Чайкин колебался, но наконец сказал:
— Ежели переночевать у вас, то покорнейше благодарим, Абрам Исакыч… А завтра поеду на клипер.
— Так пойдемте!
Они ушли с пристани. Дорогой старый еврей расхваливал молодому матросу жизнь в Америке, расписывал, как он сам десять лет тому назад убежал из полка и приехал сюда и очень рад, что бог надоумил его в Америку. И прежде он разбогател здесь, а потом разорился… Теперь дела хуже, но он надеется, что пойдут лучше.
— А вы чем занимаетесь?
— Комиссионером пока, а жена и дочь торгуют на улице…
Минут через пятнадцать они пришли в какой-то узкий и маленький переулок и вошли во двор небольшого дома. Там стоял деревянный маленький флигель. Старик постучался в двери одной из квартир внизу.
Пожилая еврейка отворила двери.
— Входите, Василий Егорыч, — сказал Абрам.
Чайкин вошел в небольшую, бедно убранную комнату. В ней, однако, кроме нескольких стульев и обеденного стола, был диванчик и два мягких кресла. Висячая лампа освещала комнату.

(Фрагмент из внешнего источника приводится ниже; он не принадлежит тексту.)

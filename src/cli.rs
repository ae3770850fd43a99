//! CLI parsing and orchestration. Loads credentials, runs a collection, writes the two CSV files.
//! Maps errors to exit codes.

use crate::collector::{collect_with_progress, parse_mode, parse_timeframe, CollectError};
use crate::config::{self, ConfigError};
use crate::export::{comments_file_name, posts_file_name, write_tables, ExportError};
use crate::forum::{ApiError, ForumApi, ListingMode, RedditClient, Timeframe};
use clap::Parser;
use std::cell::RefCell;
use std::path::{Path, PathBuf};
use std::time::Duration;
use thiserror::Error;
use tracing::info;

const DEFAULT_DELAY_SECS: u64 = 1;
const DEFAULT_RETRY_COUNT: u32 = 3;
const MAX_LIMIT: u32 = 1000;

/// CLI error carrying exit code and message.
#[derive(Debug, Error)]
pub enum CliRunError {
    #[error("{0}")]
    InvalidInput(String),

    #[error("{0}")]
    Config(#[from] ConfigError),

    #[error("{0}")]
    Client(#[from] ApiError),

    #[error("{0}")]
    Collect(#[from] CollectError),

    #[error("{0}")]
    Export(#[from] ExportError),
}

impl CliRunError {
    pub fn exit_code(&self) -> i32 {
        match self {
            CliRunError::InvalidInput(_)
            | CliRunError::Config(_)
            | CliRunError::Collect(CollectError::InvalidArgument(_)) => 1,
            CliRunError::Client(_) | CliRunError::Collect(_) => 2,
            CliRunError::Export(_) => 3,
        }
    }
}

#[derive(Parser, Debug)]
#[command(name = "subscrape")]
#[command(about = "Export a subreddit's posts and full comment trees to CSV")]
#[command(
    after_help = "Credentials are read from the [reddit] section (client_id, client_secret, user_agent) of ./subscrape.toml or ~/.config/subscrape/config.toml. Optional keys: output_dir, request_delay_secs, timeout_secs, retry_count, retry_backoff_secs. CLI flags override config."
)]
pub struct Args {
    /// Subreddit name, with or without the leading r/.
    pub forum: String,

    /// Number of posts to collect (1-1000).
    #[arg(short = 'n', long, default_value_t = 50, value_parser = parse_limit)]
    pub limit: u32,

    /// Listing: hot, new, or top.
    #[arg(short, long, default_value = "hot", value_parser = parse_listing)]
    pub listing: ListingMode,

    /// Timeframe for the top listing: all, year, month, or day. Defaults to all.
    #[arg(short, long, value_parser = parse_timeframe_arg)]
    pub timeframe: Option<Timeframe>,

    /// Directory for the CSV files. Default: config output_dir, else the current directory.
    #[arg(short, long)]
    pub output_dir: Option<PathBuf>,

    /// Config file path (overrides the search order).
    #[arg(long)]
    pub config: Option<PathBuf>,

    /// Delay between API requests in seconds (overrides config; default 1).
    #[arg(long)]
    pub delay: Option<u64>,

    /// Request timeout in seconds (overrides config).
    #[arg(long)]
    pub timeout: Option<u64>,

    /// Suppress progress output (errors only).
    #[arg(short, long)]
    pub quiet: bool,

    /// Log API activity and print the full error chain on failure.
    #[arg(long)]
    pub verbose: bool,

    /// Check credentials and that the forum exists, print the output paths, and stop.
    #[arg(long)]
    pub dry_run: bool,
}

fn parse_limit(s: &str) -> Result<u32, String> {
    let n: u32 = s
        .trim()
        .parse()
        .map_err(|_| format!("Invalid --limit: '{}' is not a positive number", s))?;
    if n == 0 || n > MAX_LIMIT {
        return Err(format!(
            "Invalid --limit: {} (must be between 1 and {})",
            n, MAX_LIMIT
        ));
    }
    Ok(n)
}

fn parse_listing(s: &str) -> Result<ListingMode, String> {
    parse_mode(s).map_err(|e| e.to_string())
}

fn parse_timeframe_arg(s: &str) -> Result<Timeframe, String> {
    parse_timeframe(s).map_err(|e| e.to_string())
}

/// Strip an `r/` or `/r/` prefix and check the name uses only letters, digits and underscores.
fn normalize_forum_name(input: &str) -> Result<String, CliRunError> {
    let trimmed = input.trim();
    let name = trimmed
        .strip_prefix("/r/")
        .or_else(|| trimmed.strip_prefix("r/"))
        .unwrap_or(trimmed)
        .trim_end_matches('/');
    if name.is_empty() {
        return Err(CliRunError::InvalidInput(
            "Please enter a subreddit name.".to_string(),
        ));
    }
    if !name.chars().all(|c| c.is_ascii_alphanumeric() || c == '_') {
        return Err(CliRunError::InvalidInput(format!(
            "Invalid subreddit name '{}': use letters, digits, and underscores only.",
            input
        )));
    }
    Ok(name.to_string())
}

/// Timeframe to request: the given one for top (all-time when omitted), none otherwise.
fn effective_timeframe(listing: ListingMode, timeframe: Option<Timeframe>) -> Option<Timeframe> {
    match listing {
        ListingMode::TopRanked => Some(timeframe.unwrap_or(Timeframe::AllTime)),
        ListingMode::RecentActivity | ListingMode::Newest => None,
    }
}

fn listing_label(listing: ListingMode) -> &'static str {
    match listing {
        ListingMode::RecentActivity => "hot",
        ListingMode::Newest => "new",
        ListingMode::TopRanked => "top",
    }
}

/// Ensure the output directory exists.
fn validate_output_dir(dir: &Path) -> Result<(), CliRunError> {
    if !dir.as_os_str().is_empty() && !dir.is_dir() {
        return Err(CliRunError::InvalidInput(format!(
            "Cannot write output: {}: directory does not exist.",
            dir.display()
        )));
    }
    Ok(())
}

/// Entry point for the CLI. Returns Ok(()) on success; Err with exit code and message on failure.
pub fn run(args: &Args) -> Result<(), CliRunError> {
    let forum = normalize_forum_name(&args.forum)?;

    let loaded = config::load_config(args.config.as_deref())?;
    let credentials = loaded.credentials()?;
    let config = &loaded.config;
    info!(path = %loaded.path.display(), "configuration loaded");

    let output_dir: PathBuf = args
        .output_dir
        .clone()
        .or_else(|| config.output_dir.clone())
        .unwrap_or_else(|| PathBuf::from("."));
    validate_output_dir(&output_dir)?;

    let delay_secs = args
        .delay
        .or(config.request_delay_secs)
        .unwrap_or(DEFAULT_DELAY_SECS);
    let retry_count = config.retry_count.unwrap_or(DEFAULT_RETRY_COUNT).max(1);
    let mut builder = RedditClient::builder(credentials)
        .delay_secs(delay_secs)
        .retry_count(retry_count);
    if let Some(secs) = args.timeout.or(config.timeout_secs) {
        builder = builder.timeout_secs(secs);
    }
    if let Some(backoff) = config.retry_backoff_secs.clone() {
        builder = builder.retry_backoff_secs(backoff);
    }
    let mut client = builder.build()?;

    let timeframe = effective_timeframe(args.listing, args.timeframe);

    if args.dry_run {
        if !client.forum_exists(&forum)? {
            return Err(CollectError::ForumNotFound { forum }.into());
        }
        eprintln!(
            "Would collect up to {} '{}' posts from r/{}.",
            args.limit,
            listing_label(args.listing),
            forum
        );
        eprintln!("Posts: {}", output_dir.join(posts_file_name(&forum)).display());
        eprintln!(
            "Comments: {}",
            output_dir.join(comments_file_name(&forum)).display()
        );
        return Ok(());
    }

    let progress_state: RefCell<Option<indicatif::ProgressBar>> = RefCell::new(None);
    let progress_cb = |n: u32, total: u32| {
        let mut state = progress_state.borrow_mut();
        let pb = state.get_or_insert_with(|| {
            let bar = indicatif::ProgressBar::new(total as u64);
            if let Ok(style) = indicatif::ProgressStyle::default_bar()
                .template("{spinner} {msg} [{bar:40}] {pos}/{len} ({elapsed})")
            {
                bar.set_style(
                    style
                        .tick_chars("⠋⠙⠹⠸⠼⠴⠦⠧⠇⠏")
                        .progress_chars("█▉▊▋▌▍▎▏ "),
                );
            }
            bar.enable_steady_tick(Duration::from_millis(80));
            bar
        });
        pb.set_position(n as u64);
        pb.set_message(format!("Posts {}/{}", n, total));
    };
    let progress: Option<&dyn Fn(u32, u32)> = if args.quiet { None } else { Some(&progress_cb) };

    if !args.quiet {
        eprintln!(
            "Scraping {} '{}' posts from r/{}...",
            args.limit,
            listing_label(args.listing),
            forum
        );
    }
    let result = collect_with_progress(
        &mut client,
        &forum,
        args.limit,
        args.listing,
        timeframe,
        progress,
    );

    if let Some(pb) = progress_state.borrow_mut().take() {
        pb.disable_steady_tick();
        pb.finish_and_clear();
    }
    let tables = result?;

    let (posts_path, comments_path) = write_tables(&tables, &forum, &output_dir)?;

    if !args.quiet {
        eprintln!(
            "Found {} posts and {} comments.",
            tables.items.len(),
            tables.comments.len()
        );
        eprintln!("Wrote {}", posts_path.display());
        eprintln!("Wrote {}", comments_path.display());
    }
    Ok(())
}

#[cfg(test)]
mod tests {
    use super::*;

    #[test]
    fn normalize_forum_name_strips_prefix() -> Result<(), CliRunError> {
        assert_eq!(normalize_forum_name("futurology")?, "futurology");
        assert_eq!(normalize_forum_name("r/futurology")?, "futurology");
        assert_eq!(normalize_forum_name(" /r/Ask_Science/ ")?, "Ask_Science");
        Ok(())
    }

    #[test]
    fn normalize_forum_name_rejects_empty_and_bad_chars() {
        assert!(matches!(
            normalize_forum_name("  "),
            Err(CliRunError::InvalidInput(_))
        ));
        assert!(matches!(
            normalize_forum_name("r/"),
            Err(CliRunError::InvalidInput(_))
        ));
        assert!(matches!(
            normalize_forum_name("/r//"),
            Err(CliRunError::InvalidInput(_))
        ));
        assert!(matches!(
            normalize_forum_name("../etc"),
            Err(CliRunError::InvalidInput(_))
        ));
    }

    #[test]
    fn parse_limit_bounds() {
        assert_eq!(parse_limit("50"), Ok(50));
        assert_eq!(parse_limit("1000"), Ok(1000));
        assert!(parse_limit("0").is_err());
        assert!(parse_limit("1001").is_err());
        assert!(parse_limit("ten").is_err());
    }

    #[test]
    fn parse_listing_all() {
        assert_eq!(parse_listing("hot"), Ok(ListingMode::RecentActivity));
        assert_eq!(parse_listing("New"), Ok(ListingMode::Newest));
        assert_eq!(parse_listing("top"), Ok(ListingMode::TopRanked));
        assert!(parse_listing("rising").is_err());
    }

    #[test]
    fn parse_timeframe_all() {
        assert_eq!(parse_timeframe_arg("all"), Ok(Timeframe::AllTime));
        assert_eq!(parse_timeframe_arg("year"), Ok(Timeframe::Year));
        assert_eq!(parse_timeframe_arg("month"), Ok(Timeframe::Month));
        assert_eq!(parse_timeframe_arg("day"), Ok(Timeframe::Day));
        assert!(parse_timeframe_arg("hour").is_err());
    }

    #[test]
    fn top_defaults_to_all_time_and_others_drop_timeframe() {
        assert_eq!(
            effective_timeframe(ListingMode::TopRanked, None),
            Some(Timeframe::AllTime)
        );
        assert_eq!(
            effective_timeframe(ListingMode::TopRanked, Some(Timeframe::Day)),
            Some(Timeframe::Day)
        );
        assert_eq!(
            effective_timeframe(ListingMode::Newest, Some(Timeframe::Day)),
            None
        );
    }

    #[test]
    fn args_parse_defaults() {
        let args = Args::parse_from(["subscrape", "rust"]);
        assert_eq!(args.forum, "rust");
        assert_eq!(args.limit, 50);
        assert_eq!(args.listing, ListingMode::RecentActivity);
        assert!(args.timeframe.is_none());
        assert!(!args.dry_run);
    }

    #[test]
    fn args_parse_top_month() {
        let args = Args::parse_from([
            "subscrape",
            "r/rust",
            "--listing",
            "top",
            "--timeframe",
            "month",
            "-n",
            "5",
        ]);
        assert_eq!(args.listing, ListingMode::TopRanked);
        assert_eq!(args.timeframe, Some(Timeframe::Month));
        assert_eq!(args.limit, 5);
    }

    #[test]
    fn validate_output_dir_missing() {
        let result = validate_output_dir(Path::new("/nonexistent_dir_subscrape_xyz"));
        match result {
            Err(CliRunError::InvalidInput(msg)) => assert!(msg.contains("does not exist")),
            other => panic!("expected InvalidInput, got {:?}", other),
        }
        assert!(validate_output_dir(&std::env::temp_dir()).is_ok());
    }

    #[test]
    fn missing_config_file_exits_with_input_code() {
        let args = Args::parse_from([
            "subscrape",
            "rust",
            "--config",
            "/nonexistent_dir_subscrape_xyz/config.toml",
        ]);
        let err = run(&args).expect_err("config is missing");
        assert!(matches!(err, CliRunError::Config(ConfigError::Configuration { .. })));
        assert_eq!(err.exit_code(), 1);
    }

    #[test]
    fn cli_run_error_exit_codes() {
        assert_eq!(CliRunError::InvalidInput("x".into()).exit_code(), 1);
        assert_eq!(
            CliRunError::Config(ConfigError::CredentialField {
                path: PathBuf::from("c.toml"),
                field: "client_id"
            })
            .exit_code(),
            1
        );
        assert_eq!(
            CliRunError::Collect(CollectError::InvalidArgument("x".into())).exit_code(),
            1
        );
        assert_eq!(
            CliRunError::Collect(CollectError::ForumNotFound { forum: "x".into() }).exit_code(),
            2
        );
        assert_eq!(
            CliRunError::Client(ApiError::Authentication { reason: "x".into() }).exit_code(),
            2
        );
        assert_eq!(
            CliRunError::Export(ExportError::Write(std::io::Error::new(
                std::io::ErrorKind::Other,
                "x"
            ))).exit_code(),
            3
        );
    }
}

Пожилая еврейка с добрым и когда-то, должно быть, красивым лицом посмотрела на маленького тщедушного матросика с видимым участием и, пожавши ему руку, попросила садиться.
А еврей что-то проговорил жене на еврейском жаргоне и потом сказал Чайкину:
— Тут у нас есть маленькая комнатка; вы в ней и переночуете, а пока жена нам приготовит по стаканчику горячего грогу. Это пользительно перед сном. Сара, так вы дадите нам по стаканчику?
Пожилая еврейка что-то проговорила по-еврейски и ушла в соседнюю комнату, из открытых дверей которой видны были кровати. Это была спальная. Ушел за ней и еврей.
И вслед за тем в соседней комнате и еврей и жена заговорили о чем-то очень горячо. По-видимому, старый еврей в чем-то убеждал жену, а она не соглашалась. К этим голосам присоединился еще и третий — свежий, звонкий и молоденький, и Чайкин увидал на пороге молодую красивую еврейку с большими черными печальными глазами, устремленными на него.
Он поклонился. Она ласково кивнула головой и скрылась.
Спор в соседней комнате продолжался, а Чайкин сидел тоскливый, уже раскаявшийся, что не уехал на клипер, и думавший, что если он вернется завтра, то ему достанется еще больше. И Чайкин стал затем уже раздумывать о словах старого еврея, который так нахваливал ему Америку. В самом деле, ведь хорошо! Сам себе господин…
«А хороший этот жид. Пожалел и приютил человека!» — подумал Чайкин, полный благодарности к еврею.
Если б он только понимал, о чем говорили в соседней комнате, то едва ли чувствовал бы благодарность к еврею. Рядом в комнате решалась его судьба.
Дело в том, что этот еврей, когда-то русский солдат, занимался в Сан-Франциско очень позорной профессией: он сторожил на пристани матросов с военных кораблей и заводил к себе какого-нибудь доверчивого или очень захмелевшего и отбившегося от товарищей, напаивал стаканчиком грога, в который всыпался сонный порошок, заставлял подписывать какую-то бумагу и отвозил ночью матроса на какое-нибудь купеческое судно, нуждавшееся в матросе. За это он получал «комиссию» от капитана, и она была тем больше, чем меньше поставлено было количество жалованья на бумаге.